Xenon is called as gold gas, and industrial mainly is to obtain by being made with extra care by the thick xenon that obtains in the oxygen generating plant (containing xenon more than 99.9%).The process for purification of wherein, rectifying-catalysis-absorption is a kind of method of the ultrapure xenon of preparation comparatively generally taked.In this flow process, the krypton and the product after the catalyzed reaction of the trace in the thick xenon must be removed by sorbent material.Thereby xenon is purified.For example, the xenon purification techniques sorbent material of West Germany Linde Co (" external rare gas " 1977.1.1) employing is selected gac for use.But because gac only is 15 to the fractionation by adsorption coefficient of xenon, krypton, thereby sorbent material can be relatively poor to the adsorption selectivity of xenon, krypton, if when obtaining high-purity xenon, will significantly descend to the extraction yield of xenon.In addition, the amount of the sorbent used use of this method is bigger, and the regeneration of sorbent material is also relatively more difficult.Utilize molecular sieve also can select adsorbs xenon, krypton and oxynitride.For example on the CuY molecular sieve (" Zeoll te molecular sleves structure; chcmlstry and use " Donald W.Breck) krypton xenon-133 gas when dividing potential drop be 300torr, when adsorption temp is-80 ℃, the absorption krypton is 60ml/g, adsorbs xenon is 55ml/g, when adsorption temp was-65 ℃, the absorption krypton was 45ml/g, and adsorbs xenon is 65ml/g.Utilize the difference of molecular sieve, can be used for the separate xenon krypton-85 gas nitrogen xenon adsorptive capacity.But the adsorptive capacity of xenon krypton differs less on this molecular sieve, and its separation efficiency to the xenon krypton-85 gas is bad.Utilize the sorbent material separate xenon krypton-85 gas except that above-mentioned, also can remove trace krypton in the xenon, but this method energy consumption is big, extraction yield is low, requirement condition is also harsh with rectification method.Therefore, be very important work for the sorbent material for preparing ultrapure xenon, a kind of well behaved energy separate xenon krypton of preparation.

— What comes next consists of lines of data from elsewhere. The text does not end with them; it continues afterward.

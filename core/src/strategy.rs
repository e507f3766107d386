//! Request dispatch strategies.
//!
//! # Overview
//! The Make API is consumed from two kinds of host. A server-side host talks
//! to the API with its own HTTP library, authenticates with basic auth or a
//! request signer, and treats any status other than 200 as an error payload.
//! A browser-side host rides on the page's session: it sends a CSRF token,
//! always expects a JSON body, and reports failures through an `error` field.
//!
//! # Design
//! A client picks one `Strategy` at construction and keeps it for its whole
//! life. `Dispatcher` owns the resolved configuration and the `Transport`;
//! each call builds an `HttpRequest`, decorates it per strategy, executes it,
//! and interprets the `HttpResponse` per strategy.

use serde_json::Value;
use tracing::{debug, warn};

use crate::config::{Credentials, MakeOptions};
use crate::error::MakeError;
use crate::http::{HttpMethod, HttpRequest, HttpResponse};
use crate::query::truthy;
use crate::transport::Transport;

pub const CSRF_HEADER: &str = "X-CSRF-Token";

#[derive(Debug, Clone, Copy, PartialEq, Eq)]
pub enum Strategy {
    /// Library-backed HTTP with basic auth or request signing.
    Server,
    /// Browser-session semantics: CSRF header and `error`-field responses.
    Browser,
}

impl Strategy {
    /// `Browser` when compiled for `wasm32`, `Server` everywhere else.
    pub fn detect() -> Self {
        if cfg!(target_arch = "wasm32") {
            Strategy::Browser
        } else {
            Strategy::Server
        }
    }
}

/// What accompanies a request besides its path.
#[derive(Debug, Clone, PartialEq)]
pub enum Payload {
    /// Nothing.
    Empty,
    /// JSON body.
    Json(Value),
    /// Already-encoded query string, appended after `?` when non-empty.
    Query(String),
}

pub(crate) struct Dispatcher {
    api_url: String,
    strategy: Strategy,
    credentials: Credentials,
    csrf: Option<String>,
    transport: Box<dyn Transport>,
}

impl Dispatcher {
    pub(crate) fn new(
        options: &MakeOptions,
        transport: Box<dyn Transport>,
    ) -> Result<Self, MakeError> {
        Ok(Self {
            api_url: options.base_url()?,
            strategy: options.strategy.unwrap_or_else(Strategy::detect),
            credentials: options.credentials(),
            csrf: options.csrf.clone().filter(|t| !t.is_empty()),
            transport,
        })
    }

    pub(crate) fn strategy(&self) -> Strategy {
        self.strategy
    }

    pub(crate) fn is_signed(&self) -> bool {
        matches!(self.credentials, Credentials::Signed(_))
    }

    /// Send one request to `path` (relative to the API URL) and return the
    /// parsed success body.
    pub(crate) fn dispatch(
        &self,
        method: HttpMethod,
        path: &str,
        payload: Payload,
    ) -> Result<Value, MakeError> {
        let mut request = HttpRequest::new(method, format!("{}{path}", self.api_url));
        match payload {
            Payload::Empty => {}
            Payload::Json(body) => {
                let body = serde_json::to_string(&body)
                    .map_err(|e| MakeError::Serialization(e.to_string()))?;
                request.body = Some(body);
            }
            Payload::Query(query) => {
                if !query.is_empty() {
                    request.url.push('?');
                    request.url.push_str(&query);
                }
            }
        }

        debug!(method = %method, url = %request.url, strategy = ?self.strategy, "dispatching make api request");
        match self.strategy {
            Strategy::Server => self.server(request),
            Strategy::Browser => self.browser(request),
        }
    }

    fn server(&self, mut request: HttpRequest) -> Result<Value, MakeError> {
        request
            .headers
            .push(("Content-Type".to_string(), "application/json".to_string()));

        let mut signed = None;
        match &self.credentials {
            Credentials::Basic(auth) if auth.is_complete() => {
                request
                    .headers
                    .push(("Authorization".to_string(), auth.header_value()));
            }
            Credentials::Signed(signer) => {
                let header = signer
                    .header(request.method, &request.url)
                    .map_err(|e| MakeError::Signing(e.to_string()))?;
                request
                    .headers
                    .push(("Authorization".to_string(), header.field));
                signed = Some((signer, header.artifacts));
            }
            _ => {}
        }

        let response = self.transport.execute(request)?;
        debug!(status = response.status, "make api response");
        let body = parse_lenient(&response);

        // Signatures cover the body bytes exactly as received.
        if let Some((signer, artifacts)) = signed {
            if !signer.authenticate(&response, &artifacts, &response.body) {
                warn!(status = response.status, "make api response failed authentication");
                return Err(MakeError::Untrusted);
            }
        }

        if response.status == 200 {
            Ok(body)
        } else {
            Err(MakeError::Application(body))
        }
    }

    fn browser(&self, mut request: HttpRequest) -> Result<Value, MakeError> {
        if let Credentials::Basic(auth) = &self.credentials {
            request
                .headers
                .push(("Authorization".to_string(), auth.header_value()));
        }
        if let Some(token) = &self.csrf {
            request.headers.push((CSRF_HEADER.to_string(), token.clone()));
        }
        request.headers.push((
            "Content-Type".to_string(),
            "application/json; charset=utf-8".to_string(),
        ));

        let response = self.transport.execute(request)?;
        debug!(status = response.status, "make api response");
        let body: Value = serde_json::from_str(&response.body)
            .map_err(|e| MakeError::Deserialization(e.to_string()))?;
        if !body.is_object() {
            return Err(MakeError::Deserialization(format!(
                "expected a JSON object, got {body}"
            )));
        }
        if let Some(error) = body.get("error").filter(|e| truthy(e)) {
            return Err(MakeError::Application(error.clone()));
        }
        Ok(body)
    }
}

/// JSON body of a response; an empty body is `null` and anything that is not
/// JSON is kept as a string.
fn parse_lenient(response: &HttpResponse) -> Value {
    if response.body.trim().is_empty() {
        return Value::Null;
    }
    serde_json::from_str(&response.body).unwrap_or_else(|_| Value::String(response.body.clone()))
}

The objective of the invention is to prepare a kind of sorbent material, use it molecular diameter can be differed very little, xenon that molecular physical chemistry character is extremely similar and krypton are selected absorption, thereby krypton gas is separated from xenon.

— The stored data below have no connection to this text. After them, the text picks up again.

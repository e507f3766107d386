//! Challenge-response request signing seam.
//!
//! The client never computes MACs itself. A `RequestSigner` (typically a Hawk
//! implementation holding the caller's credentials) produces the
//! `Authorization` header for a request and later checks that the server's
//! response authenticates against the artifacts it produced.

use serde_json::{Map, Value};

use crate::http::{HttpMethod, HttpResponse};

/// Signer-specific values captured while signing a request, e.g. timestamp,
/// nonce and MAC. Handed back unchanged to `RequestSigner::authenticate`.
pub type Artifacts = Map<String, Value>;

/// Result of signing one request.
#[derive(Debug, Clone, PartialEq)]
pub struct SignedHeader {
    /// Complete `Authorization` header value.
    pub field: String,
    pub artifacts: Artifacts,
}

pub trait RequestSigner: Send + Sync {
    /// Sign `method` + `url` exactly as they will be sent.
    fn header(
        &self,
        method: HttpMethod,
        url: &str,
    ) -> Result<SignedHeader, Box<dyn std::error::Error + Send + Sync>>;

    /// Check a response against the artifacts of its request and the
    /// response body exactly as received (empty when the server sent none).
    fn authenticate(&self, response: &HttpResponse, artifacts: &Artifacts, payload: &str) -> bool;
}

The present invention selects erionite or/and mordenite for use, utilize the characteristics that the aperture of molecular sieve can modulation, carry out certain ion-exchange by the positively charged ion in different alkalimetal ions or alkaline-earth metal ions calcium and the molecular sieve, thereby make the sorbent material of krypton gas and oxynitride in a kind of highly selective adsorbs xenon, utilize this sorbent material can make 99.9% thick xenon, be refined into 99.99% ultrapure xenon.Specifically, this sorbent material is that the erionite and the mordenite that are expressed from the next mix by a certain percentage, wherein:
(1) erionite
X Na
2O·(1-X)M
2O·Al
2O
3·(6.4~7.4)SiO
2·(6~8)H
2O
In the formula: M is K, Rb, Cs,
X is 0.1~0.9;
(2) mordenite
X.Na
2O(1-X)M
2/nO·Al
2O
3·(10~12)SiO
2·(6~9)H
2O
In the formula: M is K, Ca,
X is 0.5~0.9;
N is 1 or 2.
Above-mentioned erionite or mordenite, but single component also two kinds of zeolites can be mixed according to a certain percentage as sorbent material as sorbent material, the composition weight percent of its sorbent material is:
(1) above-mentioned (1) erionite 0~100%,
(2) above-mentioned (2) mordenite 0~100%.
The surface-area of this sorbent material is 10~140m
2/ gram, adsorpting water quantity is a 8-10%(weight), bulk density is 0.65~0.70g/ml, granularity Φ 1~2mm, and intensity is greater than the 5Kg/ grain.This sorbent material is applicable to normal temperature, static, the dynamic adsorption of low temperature (20~-80 ℃).
This preparation of adsorbent process is:
(1) synthetic erionite is with 0.5~1.5NKNO
3, CsCl or RbCl solution 85~95 ℃ of exchanges 0.5~2 hour, filter, and the weight exchange is filtered for the second time again, and filter cake is washed till no No through deionized water
- 3Or Cl
-Ion was at 100~120 ℃ of dry 2-3 hours;
(2) synthesizing flokite is with 0.5~1.5NKNO
3Or CaCl
2Solution 85~95 ℃ of exchanges 0.5~2 hour, filters, and is washed till no NO with deionized water
- 3Or Cl
-Ion was at 100~120 ℃ of dry 2-3 hours;
(3) add the 15-20% clay in the product that above-mentioned (1), (2) are obtained, the mixing moulding after drying was in 500~600 ℃ of roasting 2-5 hours.
This preparation of adsorbent process and performance further specify by following example.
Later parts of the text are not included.